Group data in the data lake. Group quotation data lives in MongoDB with no export pipeline to Athena. Data engineering needs to build the pipeline so we can use group data for modeling.

Sellable capacity (blocks + wash). Missing data that blocks both group pricing and forecasting accuracy. The optimizer prices assuming full capacity when blocks exist.


Experimentation Strategy

The roadmap is the experiment sequence. Each initiative is a hypothesis with a timeline and a decision gate. The plan isn't "build feature X by date Y." The plan is "test hypothesis X by date Y, and if it works, proceed to Z."

Infrastructure that enables this: - Stay-date level experimentation, so each hotel serves as its own control - Eppo integration for all experiments, scaling our ability to run concurrent tests - Standard evaluation pipelines, not bespoke analysis per experiment - Power analysis as a standard step (straightforward with current AI workflows)


Simulation and RL

The simulation environment serves three purposes, in order of near-term to long-term value:

Model evaluation and regression testing. Before any pricing model goes live, run it through the simulator against a battery of demand scenarios. Catches edge cases that backtesting on historical data misses.

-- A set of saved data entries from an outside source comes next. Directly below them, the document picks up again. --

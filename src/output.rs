//! セミコロン区切りの時系列出力
//!
//! ヘッダ1行と、スナップショットごとに1行を書き出す。区切り文字はクォートしない。
//! 時刻はここで初めて秒に変換される。

use serde::Serialize;
use std::fs::File;
use std::io::Write;
use std::path::Path;

use crate::models::{ISnapshotSink, SimulationState};
use crate::simulation::SimulationError;

/// 出力列名
pub const HEADER: [&str; 11] = [
    "time_s",
    "moment_of_inertia",
    "angular_acceleration",
    "angular_velocity",
    "attack_angle",
    "elevator_angle",
    "aerodynamic_moment",
    "rocket_moment",
    "rocket_velocity",
    "rocket_displacement",
    "launched_count",
];

#[derive(Debug, Serialize)]
struct SnapshotRow {
    time_s: f64,
    moment_of_inertia: f64,
    angular_acceleration: f64,
    angular_velocity: f64,
    attack_angle: f64,
    elevator_angle: f64,
    aerodynamic_moment: f64,
    rocket_moment: f64,
    rocket_velocity: f64,
    rocket_displacement: f64,
    launched_count: u32,
}

impl From<&SimulationState> for SnapshotRow {
    fn from(s: &SimulationState) -> Self {
        Self {
            time_s: s.time.as_seconds(),
            moment_of_inertia: s.moment_of_inertia,
            angular_acceleration: s.angular_acceleration,
            angular_velocity: s.angular_velocity,
            attack_angle: s.attack_angle,
            elevator_angle: s.elevator_angle,
            aerodynamic_moment: s.aerodynamic_moment,
            rocket_moment: s.rocket_moment,
            rocket_velocity: s.rocket_velocity,
            rocket_displacement: s.rocket_displacement,
            launched_count: s.launched_count,
        }
    }
}

/// CSV出力先
pub struct CsvSink<W: Write> {
    writer: csv::Writer<W>,
}

impl CsvSink<File> {
    pub fn from_path<P: AsRef<Path>>(path: P) -> Result<Self, SimulationError> {
        let file = File::create(path)?;
        Ok(Self::from_writer(file))
    }
}

impl<W: Write> CsvSink<W> {
    pub fn from_writer(inner: W) -> Self {
        let writer = csv::WriterBuilder::new()
            .delimiter(b';')
            .quote_style(csv::QuoteStyle::Never)
            .has_headers(false)
            .from_writer(inner);
        Self { writer }
    }

    /// 書き込み先を取り出す
    pub fn into_inner(self) -> Result<W, SimulationError> {
        self.writer
            .into_inner()
            .map_err(|e| SimulationError::Io(e.into_error()))
    }
}

impl<W: Write> ISnapshotSink for CsvSink<W> {
    fn write_snapshots(&mut self, snapshots: &[SimulationState]) -> Result<(), SimulationError> {
        self.writer.write_record(HEADER)?;
        for snapshot in snapshots {
            self.writer.serialize(SnapshotRow::from(snapshot))?;
        }
        Ok(())
    }

    fn flush(&mut self) -> Result<(), SimulationError> {
        self.writer.flush()?;
        Ok(())
    }
}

What-if scenario tool. Ground the simulation in a specific hotel's data. Run scenarios: "what if I change the price to X?" and see projected outcomes across thousands of simulated booking paths. Monte Carlo simulation for hotel pricing.

RL training data. Synthetic demand curves for pre-training a foundation pricing model. Domain randomization creates diverse training environments. The foundation model learns general pricing dynamics, then fine-tunes to specific hotels with real data.

RL workstreams

  1. RL as optimizer (current priority: train on DML demand curves, deploy as inference)
  2. Simulation grounding (align simulated booking curves with real hotel data)
  3. Data augmentation (simulate rare scenarios to improve offline RL)
  4. Full simulation pre-training + per-hotel fine-tuning (long-term)
  5. Pipeline infrastructure (training jobs, inference jobs, evaluation at scale)

Risks

Resourcing

  • Mila departed (lead transient DS). Shane absorbing combined pipeline.
  • Yancy pulled to memory incident. Forecasting decoupling blocked.
  • Multiple departures in Feb. Domain knowledge gaps across the team.
  • VP of Data Science hiring in progress. Timeline unknown.

Technical

  • Training failures block the path to full hotel coverage. Needs categorized analysis.
  • Batch-only optimizer is a regression from Pricerator's 3x/day updates.
  • Sellable capacity data blocked. Impacts group pricing and forecasting.

Sujoy, Anoushka, Rohit: your turn. Add to it. Challenge it. Keep it alive.